### Stored data
------

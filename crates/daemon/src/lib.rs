// SPDX-License-Identifier: BUSL-1.1
// Copyright (c) 2026 Alfred Jean LLC

// Allow panic!/unwrap/expect in test code
#![cfg_attr(test, allow(clippy::panic))]
#![cfg_attr(test, allow(clippy::unwrap_used))]
#![cfg_attr(test, allow(clippy::expect_used))]

//! erg-daemon: host process for the race engine
//!
//! The `ergd` binary owns the race journal and serves requests over a Unix
//! socket. This library exposes the wire protocol and configuration so the
//! `erg` CLI speaks the same language.

pub mod config;
pub mod lifecycle;
pub mod protocol;
pub mod server;

pub use config::Config;
pub use protocol::{
    decode, encode, read_message, write_message, ProtocolError, Query, Request, Response,
    DEFAULT_TIMEOUT, PROTOCOL_VERSION,
};
// SPDX-License-Identifier: BUSL-1.1
// Copyright (c) 2026 Alfred Jean LLC

//! Traced store wrapper for consistent observability

use crate::store::{RaceLock, RaceStore, StoreError};
use async_trait::async_trait;
use erg_core::{
    Participant, ParticipantStatus, ProgressUpdate, Race, RaceFinish, RaceId, RaceStatus,
    RaceToken, UserId,
};
use std::time::Instant;
use tracing::Instrument;

/// Wrapper that adds tracing to any RaceStore
#[derive(Clone)]
pub struct TracedStore<S> {
    inner: S,
}

impl<S> TracedStore<S> {
    pub fn new(inner: S) -> Self {
        Self { inner }
    }

    pub fn inner(&self) -> &S {
        &self.inner
    }
}

fn log_write<T: std::fmt::Debug>(result: &Result<T, StoreError>, start: Instant) {
    let elapsed_ms = start.elapsed().as_millis() as u64;
    match result {
        Ok(value) => tracing::debug!(elapsed_ms, result = ?value, "committed"),
        Err(e) => tracing::error!(elapsed_ms, error = %e, "write failed"),
    }
}

#[async_trait]
impl<S: RaceStore> RaceStore for TracedStore<S> {
    async fn lock_race(&self, race_id: RaceId) -> RaceLock {
        let start = Instant::now();
        let lock = self.inner.lock_race(race_id).await;
        tracing::trace!(
            %race_id,
            waited_ms = start.elapsed().as_millis() as u64,
            "race lock acquired"
        );
        lock
    }

    async fn allocate_race_id(&self) -> Result<RaceId, StoreError> {
        self.inner.allocate_race_id().await
    }

    async fn insert_race(&self, race: &Race, creator: &Participant) -> Result<(), StoreError> {
        let span = tracing::info_span!("store.insert_race", race_id = %race.id, token = %race.token);
        async {
            let start = Instant::now();
            let result = self.inner.insert_race(race, creator).await;
            log_write(&result, start);
            result
        }
        .instrument(span)
        .await
    }

    async fn race_by_token(&self, token: &RaceToken) -> Result<Option<Race>, StoreError> {
        let result = self.inner.race_by_token(token).await;
        tracing::trace!(%token, found = ?result.as_ref().map(Option::is_some).ok(), "race lookup");
        result
    }

    async fn race_by_id(&self, race_id: RaceId) -> Result<Option<Race>, StoreError> {
        let result = self.inner.race_by_id(race_id).await;
        tracing::trace!(%race_id, found = ?result.as_ref().map(Option::is_some).ok(), "race lookup");
        result
    }

    async fn races_in_status(&self, status: RaceStatus) -> Result<Vec<Race>, StoreError> {
        self.inner.races_in_status(status).await
    }

    async fn races_for_user(&self, user_id: UserId) -> Result<Vec<Race>, StoreError> {
        self.inner.races_for_user(user_id).await
    }

    async fn update_race(&self, expected: RaceStatus, race: &Race) -> Result<bool, StoreError> {
        let span = tracing::info_span!(
            "store.update_race",
            race_id = %race.id,
            from = %expected,
            to = %race.status
        );
        async {
            let start = Instant::now();
            let result = self.inner.update_race(expected, race).await;
            if let Ok(false) = result {
                tracing::info!("status guard lost to a concurrent writer");
            }
            log_write(&result, start);
            result
        }
        .instrument(span)
        .await
    }

    async fn participants(&self, race_id: RaceId) -> Result<Vec<Participant>, StoreError> {
        self.inner.participants(race_id).await
    }

    async fn insert_participant(&self, participant: &Participant) -> Result<bool, StoreError> {
        let span = tracing::info_span!(
            "store.insert_participant",
            race_id = %participant.race_id,
            user_id = %participant.user_id
        );
        async {
            let start = Instant::now();
            let result = self.inner.insert_participant(participant).await;
            log_write(&result, start);
            result
        }
        .instrument(span)
        .await
    }

    async fn update_participant(
        &self,
        expected: ParticipantStatus,
        participant: &Participant,
    ) -> Result<bool, StoreError> {
        let span = tracing::debug_span!(
            "store.update_participant",
            race_id = %participant.race_id,
            user_id = %participant.user_id,
            from = %expected,
            to = %participant.status,
            distance = participant.distance
        );
        async {
            let start = Instant::now();
            let result = self.inner.update_participant(expected, participant).await;
            log_write(&result, start);
            result
        }
        .instrument(span)
        .await
    }

    async fn record_progress(
        &self,
        update: &ProgressUpdate,
        expected: ParticipantStatus,
        participant: &Participant,
        finish: Option<&RaceFinish>,
    ) -> Result<bool, StoreError> {
        let span = tracing::debug_span!(
            "store.record_progress",
            race_id = %update.race_id,
            user_id = %update.user_id,
            distance = update.distance,
            to = %participant.status,
            finishers = ?finish.map(|f| f.standings.len())
        );
        async {
            let start = Instant::now();
            let result = self
                .inner
                .record_progress(update, expected, participant, finish)
                .await;
            log_write(&result, start);
            if let (Ok(true), Some(finish)) = (&result, finish) {
                tracing::info!(
                    race_id = %finish.race.id,
                    finishers = finish.standings.len(),
                    "race results recorded"
                );
            }
            result
        }
        .instrument(span)
        .await
    }

    async fn progress_log(&self, race_id: RaceId) -> Result<Vec<ProgressUpdate>, StoreError> {
        self.inner.progress_log(race_id).await
    }
}

#[cfg(test)]
#[path = "traced_tests.rs"]
mod tests;
// SPDX-License-Identifier: BUSL-1.1
// Copyright (c) 2026 Alfred Jean LLC

//! User-friendly error display with context and suggestions.

use std::fmt;
use std::path::Path;

use erg_engine::ErrorKind;

use crate::client::ClientError;

/// Error with context and recovery suggestions for user-friendly display.
#[derive(Debug)]
pub struct ErgError {
    /// What went wrong
    pub message: String,
    /// Why it might have happened
    pub context: Vec<String>,
    /// How to fix it
    pub suggestions: Vec<String>,
}

impl ErgError {
    pub fn new(message: impl Into<String>) -> Self {
        Self {
            message: message.into(),
            context: Vec::new(),
            suggestions: Vec::new(),
        }
    }

    pub fn with_context(mut self, ctx: impl Into<String>) -> Self {
        self.context.push(ctx.into());
        self
    }

    pub fn with_suggestion(mut self, suggestion: impl Into<String>) -> Self {
        self.suggestions.push(suggestion.into());
        self
    }

    pub fn daemon_not_running(socket_path: &Path) -> Self {
        ErgError::new("daemon not running")
            .with_context(format!("no daemon listening at {}", socket_path.display()))
            .with_suggestion("Start it with: erg daemon start")
            .with_suggestion("Or point at another daemon with --socket / ERG_SOCKET")
    }

    pub fn missing_user() -> Self {
        ErgError::new("no user given")
            .with_suggestion("Pass --user ID or set ERG_USER")
    }

    /// A request the daemon refused
    pub fn rejected(kind: ErrorKind, message: &str) -> Self {
        let err = ErgError::new(message.to_string());
        match kind {
            ErrorKind::NotFound => {
                err.with_suggestion("Check the race token or id with: erg show TOKEN")
            }
            ErrorKind::InvalidState => {
                err.with_context("the race has moved on since you last looked")
            }
            ErrorKind::Conflict => err
                .with_context("another request changed the race at the same time")
                .with_suggestion("Retry the command"),
            ErrorKind::StorageFailure | ErrorKind::Internal => err
                .with_context(format!("daemon reported {}", kind))
                .with_suggestion("Check the daemon log (ergd.log in the state directory)"),
            ErrorKind::InvalidInput => err,
        }
    }

    /// Render a client failure for the terminal
    pub fn from_client(err: &ClientError, socket_path: &Path) -> Self {
        match err {
            ClientError::DaemonNotRunning => Self::daemon_not_running(socket_path),
            ClientError::Rejected { kind, message } => Self::rejected(*kind, message),
            ClientError::DaemonStartFailed(detail) => ErgError::new("failed to start daemon")
                .with_context(detail.clone())
                .with_suggestion("Check the daemon log (ergd.log in the state directory)"),
            other => ErgError::new(other.to_string()),
        }
    }
}

impl fmt::Display for ErgError {
    fn fmt(&self, f: &mut fmt::Formatter<'_>) -> fmt::Result {
        writeln!(f, "error: {}", self.message)?;

        if !self.context.is_empty() {
            writeln!(f)?;
            for ctx in &self.context {
                writeln!(f, "  -> {}", ctx)?;
            }
        }

        if !self.suggestions.is_empty() {
            writeln!(f)?;
            writeln!(f, "suggestions:")?;
            for (i, suggestion) in self.suggestions.iter().enumerate() {
                writeln!(f, "  {}. {}", i + 1, suggestion)?;
            }
        }

        Ok(())
    }
}

impl std::error::Error for ErgError {}

#[cfg(test)]
#[path = "error_tests.rs"]
mod tests;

------

### What is expected
From the records above, extract exactly and only the lines that begin at the line with "pub fn inner(&self)" and stop after the line with "async fn race_by_id(&self, race_id: RaceId)".

### Answer for this exercise
    pub fn inner(&self) -> &S {
        &self.inner
    }
}

fn log_write<T: std::fmt::Debug>(result: &Result<T, StoreError>, start: Instant) {
    let elapsed_ms = start.elapsed().as_millis() as u64;
    match result {
        Ok(value) => tracing::debug!(elapsed_ms, result = ?value, "committed"),
        Err(e) => tracing::error!(elapsed_ms, error = %e, "write failed"),
    }
}

#[async_trait]
impl<S: RaceStore> RaceStore for TracedStore<S> {
    async fn lock_race(&self, race_id: RaceId) -> RaceLock {
        let start = Instant::now();
        let lock = self.inner.lock_race(race_id).await;
        tracing::trace!(
            %race_id,
            waited_ms = start.elapsed().as_millis() as u64,
            "race lock acquired"
        );
        lock
    }

    async fn allocate_race_id(&self) -> Result<RaceId, StoreError> {
        self.inner.allocate_race_id().await
    }

    async fn insert_race(&self, race: &Race, creator: &Participant) -> Result<(), StoreError> {
        let span = tracing::info_span!("store.insert_race", race_id = %race.id, token = %race.token);
        async {
            let start = Instant::now();
            let result = self.inner.insert_race(race, creator).await;
            log_write(&result, start);
            result
        }
        .instrument(span)
        .await
    }

    async fn race_by_token(&self, token: &RaceToken) -> Result<Option<Race>, StoreError> {
        let result = self.inner.race_by_token(token).await;
        tracing::trace!(%token, found = ?result.as_ref().map(Option::is_some).ok(), "race lookup");
        result
    }

    async fn race_by_id(&self, race_id: RaceId) -> Result<Option<Race>, StoreError> {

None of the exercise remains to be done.